The regulation of flowering time network
The state transition to flowering in plants is precisely controlled by environmental conditions and endogenous developmental cues so that plants produce their progeny under favorable conditions. The response to multiple factors suggests the existence of a complex network regulating this state transition in plants. In this study, the biology of flowering time (Photoperiodic) in Arabidopsis thaliana showed that a complex gene regulatory network that controls this transition integrates the responses based on various external and internal conditions. Consequently, the regulation of the flowering time has been a major adaptive trait during plant evolution and domestication. A large number of genes have been characterized as flowering time regulators, and several recent reviews have provided detailed descriptions of flowering time pathways [2].
Arabidopsis is a facultative or quantitative long day plant that can flower, albeit much later in a short day. Key regulatory genes appear to be conserved in Arabidopsis. A short day plant suggests that common pathways are utilized [16, 17]. The plant perceives photoperiod and is transduced to a downstream signaling system. The light-dependent pathway controls the flowering in response to seasonal changes.
Figure 5 shows the gene regulatory pathway for the flowering transition pathway in Arabidopsis[1], which is mediated by CONSTANS (CO):
-
1
CO codes for a zinc finger and CCT domain-containing transcription factor that accumulates under long day conditions in leaves as a result of the combination of the rhythmic expression of CO mRNA.
-
2
CO activates the expression of FLOWERING LOCUST (FT) probably by binding to the FT regulatory regions [18, 19]. The FT protein is a component of the mobile flowering signal that moves upon its expression in the vascular tissue of leaves to the shoot apex [20, 21].
-
3
At the meristem, FT physically interacts with the bZIP transcription factor FD and the FT/FD complex and activates the expression of SOC1 [22].
-
4
SOC1 and AGL24 form a positive feedback loop, and the two factors might form a complex for the up-regulation of LFY. Thus, the regulators of the floral transition form a small network with multiple interactions among themselves,
-
5
AP1 and LFY are ultimately resolved in the up-regulation of the floral meristem identity genes.

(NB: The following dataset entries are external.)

use std::path::Path;
use std::process::Command;

use anyhow::{Context, Result, bail};
use regex::Regex;
use tracing::{debug, warn};

use crate::error::PipelineError;
use crate::model::{Document, Section, SectioningStrategy};
use crate::util::normalize_whitespace;

#[derive(Debug, Clone, PartialEq, Eq)]
pub struct OutlineEntry {
    pub title: String,
    pub page: i64,
}

pub fn extract(pdf_path: &Path) -> Result<Document, PipelineError> {
    let filename = pdf_path
        .file_name()
        .map(|name| name.to_string_lossy().into_owned())
        .unwrap_or_else(|| pdf_path.display().to_string());

    let pages = extract_pages_with_pdftotext(pdf_path)
        .map_err(|err| PipelineError::parse(filename.clone(), err))?;

    let outline = match extract_outline_with_pdftohtml(pdf_path, pages.len()) {
        Ok(entries) => entries,
        Err(err) => {
            warn!(document = %filename, error = %err, "outline extraction failed; using per-page sections");
            Vec::new()
        }
    };

    let (sectioning, mut sections) = if outline.is_empty() {
        (SectioningStrategy::PerPage, sections_per_page(pages.len()))
    } else {
        (
            SectioningStrategy::Outline,
            sections_from_outline(&outline, pages.len()),
        )
    };

    populate_section_bodies(&mut sections, &pages);

    debug!(
        document = %filename,
        page_count = pages.len(),
        section_count = sections.len(),
        strategy = ?sectioning,
        "extracted document structure"
    );

    Ok(Document {
        filename,
        page_count: pages.len(),
        sectioning,
        sections,
    })
}

fn extract_pages_with_pdftotext(pdf_path: &Path) -> Result<Vec<String>> {
    let output = Command::new("pdftotext")
        .arg("-enc")
        .arg("UTF-8")
        .arg(pdf_path)
        .arg("-")
        .output()
        .with_context(|| format!("failed to execute pdftotext for {}", pdf_path.display()))?;

    if !output.status.success() {
        let stderr = String::from_utf8_lossy(&output.stderr);
        bail!(
            "pdftotext returned non-zero exit status for {}: {}",
            pdf_path.display(),
            stderr.trim()
        );
    }

    let raw = String::from_utf8_lossy(&output.stdout);
    Ok(split_pages(&raw))
}

pub fn split_pages(raw: &str) -> Vec<String> {
    let mut pages: Vec<String> = raw
        .split('\u{000C}')
        .map(|page| page.replace('\u{0000}', ""))
        .collect();

    // pdftotext terminates every page with a form feed, leaving an empty
    // trailing slice that is not a page.
    while let Some(last_page) = pages.last() {
        if last_page.trim().is_empty() {
            pages.pop();
            continue;
        }
        break;
    }

    pages
}

fn extract_outline_with_pdftohtml(pdf_path: &Path, page_count: usize) -> Result<Vec<OutlineEntry>> {
    let output = Command::new("pdftohtml")
        .arg("-xml")
        .arg("-f")
        .arg("1")
        .arg("-l")
        .arg("1")
        .arg(pdf_path)
        .arg("-stdout")
        .output()
        .with_context(|| format!("failed to execute pdftohtml for {}", pdf_path.display()))?;

    if !output.status.success() {
        let stderr = String::from_utf8_lossy(&output.stderr);
        bail!(
            "pdftohtml returned non-zero exit status for {}: {}",
            pdf_path.display(),
            stderr.trim()
        );
    }

    let xml = String::from_utf8_lossy(&output.stdout);
    parse_outline_items(&xml, page_count)
}

pub fn parse_outline_items(xml: &str, page_count: usize) -> Result<Vec<OutlineEntry>> {
    if page_count == 0 {
        return Ok(Vec::new());
    }

    let item_regex = Regex::new(r#"<item page="(\d+)">(.*?)</item>"#)
        .context("failed to compile outline item regex")?;

    let last_page = page_count as i64;
    let mut entries = Vec::<OutlineEntry>::new();

    for captures in item_regex.captures_iter(xml) {
        let page = captures
            .get(1)
            .and_then(|value| value.as_str().parse::<i64>().ok())
            .unwrap_or(1);

        let raw_label = captures.get(2).map(|value| value.as_str()).unwrap_or("");
        let title = normalize_outline_label(raw_label);
        if title.is_empty() {
            continue;
        }

        entries.push(OutlineEntry {
            title,
            page: page.clamp(1, last_page),
        });
    }

    entries.sort_by_key(|entry| entry.page);

    // A page-granular sectioner cannot split two outline targets on the same
    // page; the first entry keeps the page.
    entries.dedup_by_key(|entry| entry.page);

    Ok(entries)
}

fn normalize_outline_label(raw_label: &str) -> String {
    let unescaped = raw_label
        .replace("&amp;", "&")
        .replace("&lt;", "<")
        .replace("&gt;", ">")
        .replace("&quot;", "\"")
        .replace("&apos;", "'")
        .replace('\u{00a0}', " ");

    normalize_whitespace(&unescaped)
}

pub fn sections_from_outline(entries: &[OutlineEntry], page_count: usize) -> Vec<Section> {
    let last_page = page_count as i64;
    let mut sections = Vec::<Section>::with_capacity(entries.len());

    for (index, entry) in entries.iter().enumerate() {
        let start_page = entry.page;
        let end_page = entries
            .get(index + 1)
            .map(|next| (next.page - 1).max(start_page))
            .unwrap_or(last_page);

        sections.push(Section {
            title: entry.title.clone(),
            start_page,
            end_page,
            body: String::new(),
            chunks: Vec::new(),
        });
    }

    sections
}

pub fn sections_per_page(page_count: usize) -> Vec<Section> {
    (1..=page_count as i64)
        .map(|page| Section {
            title: format!("Page {page}"),
            start_page: page,
            end_page: page,
            body: String::new(),
            chunks: Vec::new(),
        })
        .collect()
}

pub fn populate_section_bodies(sections: &mut [Section], pages: &[String]) {
    for section in sections {
        let first_index = (section.start_page.max(1) - 1) as usize;
        let last_index = (section.end_page.max(section.start_page) as usize).min(pages.len());

        let body = if first_index >= last_index {
            String::new()
        } else {
            normalize_whitespace(&pages[first_index..last_index].join("\n"))
        };

        section.body = body;
    }
}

We used three different models for the flowering transition pathway in Arabidopsis to reconstruct the experimental data.
Experimental data
We obtained the experimental data from:
-
(1)
Plant Expression Database (http://www.plexdb.org/), ID: AT4;
-
(2)
NCBI GEO, ID: GSE576 and GSE577.
Both contain the microarray data of the eight genes included in our study. Between the two, AT4 discusses the flower development of Arabidopsis thaliana; it was controlled by several signaling pathways which converge on a set of genes such as FT and SOC1 that function as pathway integrators. The photoperiod is regarded the most important factor in promoting floral transition: Arabidopsis thaliana will flower earlier under long day conditions than under short day conditions. It is therefore considered a facultative long day plant. To monitor changes of gene expression during floral transition and early flower development, plants were grown under short day (9 hr light, 15 hr dark) for 30 days and then shifted to long day (16 hr light, 8 hr dark) to induce flowering. The RNA was isolated from micro-dissected apical tissue harvested 0, 3, 5, and 7 days after hybridized to the Affymetrix ATH1 microarray.

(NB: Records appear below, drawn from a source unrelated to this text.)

use std::fs;
use std::path::PathBuf;
use std::sync::Arc;
use std::time::Instant;

use anyhow::{Context, Result, bail};
use tracing::{info, warn};

use crate::cli::RankArgs;
use crate::embedding::{Embedder, HashEmbedder, resolve_model_config};
use crate::error::PipelineError;
use crate::model::{CollectionInput, Document, Query, RunMetadata};
use crate::util::{now_utc_string, write_json_pretty};
use crate::{assemble, chunk, extract, pool, rank};

struct DocumentTask {
    document_id: String,
    pdf_path: PathBuf,
}

pub fn run(args: RankArgs) -> Result<()> {
    let started = Instant::now();

    validate_config(&args)?;

    let raw = fs::read(&args.input)
        .with_context(|| format!("failed to read input file: {}", args.input.display()))?;
    let input: CollectionInput = serde_json::from_slice(&raw)
        .with_context(|| format!("failed to parse input file: {}", args.input.display()))?;

    if input.documents.is_empty() {
        bail!("input lists no documents: {}", args.input.display());
    }

    let input_dir = args
        .input
        .parent()
        .map(PathBuf::from)
        .unwrap_or_else(|| PathBuf::from("."));
    let pdf_dir = args
        .pdf_dir
        .clone()
        .unwrap_or_else(|| input_dir.join("PDFs"));
    let output_path = args
        .output
        .clone()
        .unwrap_or_else(|| input_dir.join("ranking_output.json"));

    let model = resolve_model_config(&args.model_id);
    let embedder: Arc<dyn Embedder> = Arc::new(HashEmbedder::new(&model));

    let query_text = format!(
        "Persona: {}. Task: {}",
        input.persona.role, input.job_to_be_done.task
    );
    let query = Query {
        persona_role: input.persona.role.clone(),
        task: input.job_to_be_done.task.clone(),
        embedding: chunk::embed_query(&query_text, embedder.as_ref())?,
    };

    info!(
        document_count = input.documents.len(),
        persona = %query.persona_role,
        task = %query.task,
        model_id = %model.model_id,
        model_name = %model.model_name,
        dimensions = model.dimensions,
        normalization = %model.normalization,
        workers = args.workers,
        "starting ranking run"
    );

    let tasks: Vec<DocumentTask> = input
        .documents
        .iter()
        .map(|document| DocumentTask {
            document_id: document.filename.clone(),
            pdf_path: pdf_dir.join(&document.filename),
        })
        .collect();

    let embedder_ref: &dyn Embedder = embedder.as_ref();
    let chunk_budget = args.chunk_budget;
    let outcomes = pool::scatter_gather(&tasks, args.workers, |task| {
        process_document(task, embedder_ref, chunk_budget)
    });

    let mut documents = Vec::<Document>::new();
    let mut skipped = Vec::<String>::new();
    for (task, outcome) in tasks.iter().zip(outcomes) {
        match outcome {
            Ok(document) => {
                info!(
                    document = %document.filename,
                    page_count = document.page_count,
                    section_count = document.sections.len(),
                    strategy = ?document.sectioning,
                    "document processed"
                );
                documents.push(document);
            }
            Err(err) => {
                warn!(document = %task.document_id, error = %err, "skipping document");
                skipped.push(task.document_id.clone());
            }
        }
    }

    if documents.is_empty() {
        bail!("all {} documents failed to process", tasks.len());
    }

    let (ranked, refined) = rank::rank(&documents, &query, args.top_n, args.top_k_chunks)?;

    let metadata = RunMetadata {
        input_documents: input
            .documents
            .iter()
            .map(|document| document.filename.clone())
            .collect(),
        persona: input.persona.role.clone(),
        job_to_be_done: input.job_to_be_done.task.clone(),
        processing_timestamp: now_utc_string(),
    };
    let result = assemble::assemble(&ranked, &refined, metadata)?;

    write_json_pretty(&output_path, &result)?;

    info!(
        path = %output_path.display(),
        ranked_sections = ranked.len(),
        skipped_documents = skipped.len(),
        duration_ms = started.elapsed().as_secs_f64() * 1000.0,
        "wrote ranking output"
    );

    Ok(())
}

fn validate_config(args: &RankArgs) -> Result<(), PipelineError> {
    if args.top_n == 0 {
        return Err(PipelineError::Configuration(
            "--top-n must be at least 1".to_string(),
        ));
    }
    if args.top_k_chunks == 0 {
        return Err(PipelineError::Configuration(
            "--top-k-chunks must be at least 1".to_string(),
        ));
    }
    if args.chunk_budget == 0 {
        return Err(PipelineError::Configuration(
            "--chunk-budget must be at least 1".to_string(),
        ));
    }
    if args.workers == 0 {
        return Err(PipelineError::Configuration(
            "--workers must be at least 1".to_string(),
        ));
    }
    Ok(())
}

fn process_document(
    task: &DocumentTask,
    embedder: &dyn Embedder,
    chunk_budget: usize,
) -> Result<Document, PipelineError> {
    let mut document = extract::extract(&task.pdf_path)?;
    chunk::embed_document(&mut document, embedder, chunk_budget)?;
    Ok(document)
}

We not only analyzed the reopens of Columbia (col) and Landsberg erecta (ler) but also the effect of mutants in the flowering time genes CONSTANS (co) and FT (ft). In this study, we used four experiments for parameter estimation: (1) the Columbia (col) is the most widely-used wild type of Arabidopsis thaliana; (2) The Landsberg erecta (ler) is currently the second most widely-used accession of Arabidopsis thaliana; finally (3) CONSTANS (co) and (4) FT (ft) are mutants in the flowering time [6].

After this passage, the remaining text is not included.